Problem.
All of the data needs to be reproduced with no alterations.

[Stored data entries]
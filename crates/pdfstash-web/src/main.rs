use std::net::SocketAddr;
use std::sync::Arc;

mod handlers;
mod state;
mod template;
mod upload;


use pdfstash_core::config::{self, Settings};
use pdfstash_core::store;
use pdfstash_pdf_lopdf::LopdfBackend;
use state::AppState;

#[tokio::main]
async fn main() -> anyhow::Result<()> {
    dotenvy::dotenv().ok();

    tracing_subscriber::fmt()
        .with_env_filter(
            tracing_subscriber::EnvFilter::try_from_default_env()
                .unwrap_or_else(|_| tracing_subscriber::EnvFilter::new("info")),
        )
        .init();

    let settings = Settings::resolve(&config::load_config());

    // Create the retention directory up front when raw uploads are kept.
    if let Some(dir) = &settings.upload_dir {
        std::fs::create_dir_all(dir)?;
        tracing::info!(dir = %dir.display(), "keeping raw uploads");
    }

    // Open once at startup so a missing table or unusable path surfaces
    // before the first request. Request handling opens its own connections.
    let conn = store::connect(&settings.db_path)?;
    store::init_schema(&conn)?;
    drop(conn);
    tracing::info!(path = %settings.db_path.display(), "database ready");

    let body_limit =
        axum::extract::DefaultBodyLimit::max(settings.max_upload_mb * 1024 * 1024);

    let addr = SocketAddr::from(([0, 0, 0, 0], settings.port));
    let state = Arc::new(AppState {
        settings,
        backend: Arc::new(LopdfBackend::new()),
    });

    let app = router(state).layer(body_limit);

    println!("Listening on http://{addr}");
    let listener = tokio::net::TcpListener::bind(addr).await?;
    axum::serve(listener, app).await?;

    Ok(())
}

fn router(state: Arc<AppState>) -> axum::Router {
    axum::Router::new()
        .route("/", axum::routing::get(handlers::index::index))
        .route("/upload", axum::routing::post(handlers::upload::upload))
        .with_state(state)
}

Exercise response.
filename crates/pdfstash-web/src/main.rs
use std::net::SocketAddr;
use std::sync::Arc;

mod handlers;
mod state;
mod template;
mod upload;


use pdfstash_core::config::{self, Settings};
use pdfstash_core::store;
use pdfstash_pdf_lopdf::LopdfBackend;
use state::AppState;

#[tokio::main]
async fn main() -> anyhow::Result<()> {
    dotenvy::dotenv().ok();

    tracing_subscriber::fmt()
        .with_env_filter(
            tracing_subscriber::EnvFilter::try_from_default_env()
                .unwrap_or_else(|_| tracing_subscriber::EnvFilter::new("info")),
        )
        .init();

    let settings = Settings::resolve(&config::load_config());

    // Create the retention directory up front when raw uploads are kept.
    if let Some(dir) = &settings.upload_dir {
        std::fs::create_dir_all(dir)?;
        tracing::info!(dir = %dir.display(), "keeping raw uploads");
    }

    // Open once at startup so a missing table or unusable path surfaces
    // before the first request. Request handling opens its own connections.
    let conn = store::connect(&settings.db_path)?;
    store::init_schema(&conn)?;
    drop(conn);
    tracing::info!(path = %settings.db_path.display(), "database ready");

    let body_limit =
        axum::extract::DefaultBodyLimit::max(settings.max_upload_mb * 1024 * 1024);

    let addr = SocketAddr::from(([0, 0, 0, 0], settings.port));
    let state = Arc::new(AppState {
        settings,
        backend: Arc::new(LopdfBackend::new()),
    });

    let app = router(state).layer(body_limit);

    println!("Listening on http://{addr}");
    let listener = tokio::net::TcpListener::bind(addr).await?;
    axum::serve(listener, app).await?;

    Ok(())
}

fn router(state: Arc<AppState>) -> axum::Router {
    axum::Router::new()
        .route("/", axum::routing::get(handlers::index::index))
        .route("/upload", axum::routing::post(handlers::upload::upload))
        .with_state(state)
}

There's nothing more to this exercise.